(Your assignment):
Lines below that include "objects" are the answer; copy each one.

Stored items
BEGIN
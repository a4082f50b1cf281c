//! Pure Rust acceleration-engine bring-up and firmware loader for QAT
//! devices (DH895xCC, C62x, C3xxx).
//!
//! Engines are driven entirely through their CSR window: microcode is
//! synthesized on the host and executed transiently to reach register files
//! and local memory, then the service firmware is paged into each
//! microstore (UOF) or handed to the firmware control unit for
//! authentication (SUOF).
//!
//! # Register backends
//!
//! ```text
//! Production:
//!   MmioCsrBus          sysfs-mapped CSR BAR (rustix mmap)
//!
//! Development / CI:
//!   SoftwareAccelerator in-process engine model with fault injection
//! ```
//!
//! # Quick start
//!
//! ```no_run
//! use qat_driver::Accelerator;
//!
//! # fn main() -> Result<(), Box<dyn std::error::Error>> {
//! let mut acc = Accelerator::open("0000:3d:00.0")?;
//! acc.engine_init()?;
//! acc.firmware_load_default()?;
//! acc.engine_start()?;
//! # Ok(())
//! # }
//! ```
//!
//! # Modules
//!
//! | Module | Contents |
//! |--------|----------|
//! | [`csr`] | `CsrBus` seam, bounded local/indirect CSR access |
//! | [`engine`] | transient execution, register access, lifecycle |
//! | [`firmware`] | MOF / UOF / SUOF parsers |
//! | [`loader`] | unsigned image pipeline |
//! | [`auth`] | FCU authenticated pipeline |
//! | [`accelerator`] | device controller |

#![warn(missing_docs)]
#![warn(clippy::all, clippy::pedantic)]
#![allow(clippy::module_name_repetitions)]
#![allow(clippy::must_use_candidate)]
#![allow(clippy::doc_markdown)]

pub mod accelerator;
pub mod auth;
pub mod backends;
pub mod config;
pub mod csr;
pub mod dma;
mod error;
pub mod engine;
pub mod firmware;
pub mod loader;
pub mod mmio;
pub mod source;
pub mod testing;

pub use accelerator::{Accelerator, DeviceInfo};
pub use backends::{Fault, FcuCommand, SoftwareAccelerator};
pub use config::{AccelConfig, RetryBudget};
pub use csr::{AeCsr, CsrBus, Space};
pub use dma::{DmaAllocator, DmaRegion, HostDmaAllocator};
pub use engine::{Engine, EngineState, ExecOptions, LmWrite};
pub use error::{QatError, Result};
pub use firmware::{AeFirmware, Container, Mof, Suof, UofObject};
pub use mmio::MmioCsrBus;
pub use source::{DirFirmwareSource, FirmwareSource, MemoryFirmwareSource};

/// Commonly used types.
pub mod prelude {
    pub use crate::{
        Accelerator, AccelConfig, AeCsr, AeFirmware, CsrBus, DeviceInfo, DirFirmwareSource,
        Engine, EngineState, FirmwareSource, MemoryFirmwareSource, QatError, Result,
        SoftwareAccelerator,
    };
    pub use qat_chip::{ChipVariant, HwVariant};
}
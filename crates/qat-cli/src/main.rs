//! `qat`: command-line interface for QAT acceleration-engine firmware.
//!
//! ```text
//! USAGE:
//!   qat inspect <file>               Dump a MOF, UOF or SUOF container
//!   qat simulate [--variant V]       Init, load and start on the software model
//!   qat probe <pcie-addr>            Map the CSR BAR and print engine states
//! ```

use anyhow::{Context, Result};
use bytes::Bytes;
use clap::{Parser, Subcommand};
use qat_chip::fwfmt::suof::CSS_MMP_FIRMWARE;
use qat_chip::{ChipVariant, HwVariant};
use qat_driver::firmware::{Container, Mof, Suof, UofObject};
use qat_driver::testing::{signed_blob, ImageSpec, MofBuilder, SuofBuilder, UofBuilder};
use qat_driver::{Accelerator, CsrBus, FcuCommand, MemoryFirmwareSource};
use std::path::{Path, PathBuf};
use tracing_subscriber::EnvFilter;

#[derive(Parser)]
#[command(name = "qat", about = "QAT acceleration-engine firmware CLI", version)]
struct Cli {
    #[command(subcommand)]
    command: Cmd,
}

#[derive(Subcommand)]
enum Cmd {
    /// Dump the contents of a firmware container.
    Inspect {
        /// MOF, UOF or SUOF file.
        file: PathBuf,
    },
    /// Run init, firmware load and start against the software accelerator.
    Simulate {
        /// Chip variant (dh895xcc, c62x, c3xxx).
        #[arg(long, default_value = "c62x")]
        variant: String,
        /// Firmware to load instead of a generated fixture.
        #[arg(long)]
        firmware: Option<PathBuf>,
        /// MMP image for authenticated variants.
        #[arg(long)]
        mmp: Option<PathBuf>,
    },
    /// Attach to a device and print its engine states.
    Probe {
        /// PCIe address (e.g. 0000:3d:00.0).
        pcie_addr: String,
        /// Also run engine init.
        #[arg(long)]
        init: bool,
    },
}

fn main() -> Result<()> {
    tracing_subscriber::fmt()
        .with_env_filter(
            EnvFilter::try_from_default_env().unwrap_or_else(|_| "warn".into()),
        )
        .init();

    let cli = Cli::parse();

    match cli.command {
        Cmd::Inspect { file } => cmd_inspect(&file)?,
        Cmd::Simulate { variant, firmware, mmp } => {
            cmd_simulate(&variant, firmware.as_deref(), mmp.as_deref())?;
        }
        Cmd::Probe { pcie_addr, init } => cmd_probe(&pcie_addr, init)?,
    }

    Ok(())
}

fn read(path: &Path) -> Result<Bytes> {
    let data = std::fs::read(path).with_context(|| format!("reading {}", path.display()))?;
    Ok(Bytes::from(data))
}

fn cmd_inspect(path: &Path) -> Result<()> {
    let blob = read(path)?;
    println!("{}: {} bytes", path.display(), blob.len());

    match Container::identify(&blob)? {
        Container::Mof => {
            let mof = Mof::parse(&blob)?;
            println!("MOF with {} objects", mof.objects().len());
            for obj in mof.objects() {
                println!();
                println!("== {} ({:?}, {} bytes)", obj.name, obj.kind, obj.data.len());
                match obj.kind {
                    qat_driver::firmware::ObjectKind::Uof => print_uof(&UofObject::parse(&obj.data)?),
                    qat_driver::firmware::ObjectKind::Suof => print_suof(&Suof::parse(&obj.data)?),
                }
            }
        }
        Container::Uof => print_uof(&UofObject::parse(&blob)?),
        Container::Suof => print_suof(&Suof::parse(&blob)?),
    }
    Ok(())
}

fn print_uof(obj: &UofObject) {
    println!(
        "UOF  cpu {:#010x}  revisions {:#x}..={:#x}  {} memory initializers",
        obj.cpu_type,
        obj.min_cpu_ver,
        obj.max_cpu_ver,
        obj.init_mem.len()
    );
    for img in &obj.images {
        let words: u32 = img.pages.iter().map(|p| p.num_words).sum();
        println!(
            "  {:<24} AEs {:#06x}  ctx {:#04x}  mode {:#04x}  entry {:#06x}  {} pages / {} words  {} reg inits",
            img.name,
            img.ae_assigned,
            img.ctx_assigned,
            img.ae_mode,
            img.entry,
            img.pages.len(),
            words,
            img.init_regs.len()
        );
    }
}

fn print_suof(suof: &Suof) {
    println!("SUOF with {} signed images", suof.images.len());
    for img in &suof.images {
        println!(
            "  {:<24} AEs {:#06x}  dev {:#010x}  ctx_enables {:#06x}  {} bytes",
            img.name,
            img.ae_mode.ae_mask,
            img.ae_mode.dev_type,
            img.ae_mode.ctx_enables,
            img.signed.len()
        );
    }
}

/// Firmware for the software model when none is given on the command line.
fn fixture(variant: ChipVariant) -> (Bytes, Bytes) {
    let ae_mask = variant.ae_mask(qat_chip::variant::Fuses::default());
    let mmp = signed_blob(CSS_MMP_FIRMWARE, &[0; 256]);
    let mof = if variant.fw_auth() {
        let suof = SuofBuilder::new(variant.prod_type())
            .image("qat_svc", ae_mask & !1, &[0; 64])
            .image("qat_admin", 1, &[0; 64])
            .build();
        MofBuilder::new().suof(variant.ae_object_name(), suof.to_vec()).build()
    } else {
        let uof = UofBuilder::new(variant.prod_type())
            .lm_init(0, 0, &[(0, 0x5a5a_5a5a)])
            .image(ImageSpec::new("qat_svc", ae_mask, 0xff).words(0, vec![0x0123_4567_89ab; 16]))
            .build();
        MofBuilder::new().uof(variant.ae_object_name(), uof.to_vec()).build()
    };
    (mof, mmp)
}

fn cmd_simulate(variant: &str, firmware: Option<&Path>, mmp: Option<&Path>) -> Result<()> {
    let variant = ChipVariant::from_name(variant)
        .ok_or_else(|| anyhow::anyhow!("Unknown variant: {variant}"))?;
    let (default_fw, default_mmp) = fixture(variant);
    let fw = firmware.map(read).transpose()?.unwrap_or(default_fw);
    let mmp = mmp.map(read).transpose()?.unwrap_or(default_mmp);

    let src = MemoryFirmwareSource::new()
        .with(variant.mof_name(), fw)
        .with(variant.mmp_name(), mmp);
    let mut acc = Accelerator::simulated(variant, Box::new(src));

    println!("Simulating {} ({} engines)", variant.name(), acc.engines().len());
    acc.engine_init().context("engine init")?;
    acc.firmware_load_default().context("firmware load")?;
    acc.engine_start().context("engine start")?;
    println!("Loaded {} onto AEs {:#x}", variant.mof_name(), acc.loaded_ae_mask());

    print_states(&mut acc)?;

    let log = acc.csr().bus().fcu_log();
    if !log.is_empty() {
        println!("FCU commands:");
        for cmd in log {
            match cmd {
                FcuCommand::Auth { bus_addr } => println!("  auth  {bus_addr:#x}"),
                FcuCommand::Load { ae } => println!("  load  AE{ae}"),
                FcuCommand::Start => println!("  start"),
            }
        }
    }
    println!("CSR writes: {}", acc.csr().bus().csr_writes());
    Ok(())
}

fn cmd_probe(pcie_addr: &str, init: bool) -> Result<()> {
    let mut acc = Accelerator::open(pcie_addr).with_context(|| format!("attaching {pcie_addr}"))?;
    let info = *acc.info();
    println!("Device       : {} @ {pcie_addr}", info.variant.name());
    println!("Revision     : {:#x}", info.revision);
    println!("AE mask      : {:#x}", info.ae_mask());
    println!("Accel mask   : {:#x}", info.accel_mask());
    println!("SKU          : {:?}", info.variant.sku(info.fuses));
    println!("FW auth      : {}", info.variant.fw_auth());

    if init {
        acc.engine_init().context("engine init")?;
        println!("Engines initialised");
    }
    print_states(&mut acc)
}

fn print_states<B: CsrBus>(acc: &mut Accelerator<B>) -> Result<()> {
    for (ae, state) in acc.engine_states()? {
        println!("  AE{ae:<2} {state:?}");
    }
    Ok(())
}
END
(Output for this exercise):
            println!("MOF with {} objects", mof.objects().len());
            for obj in mof.objects() {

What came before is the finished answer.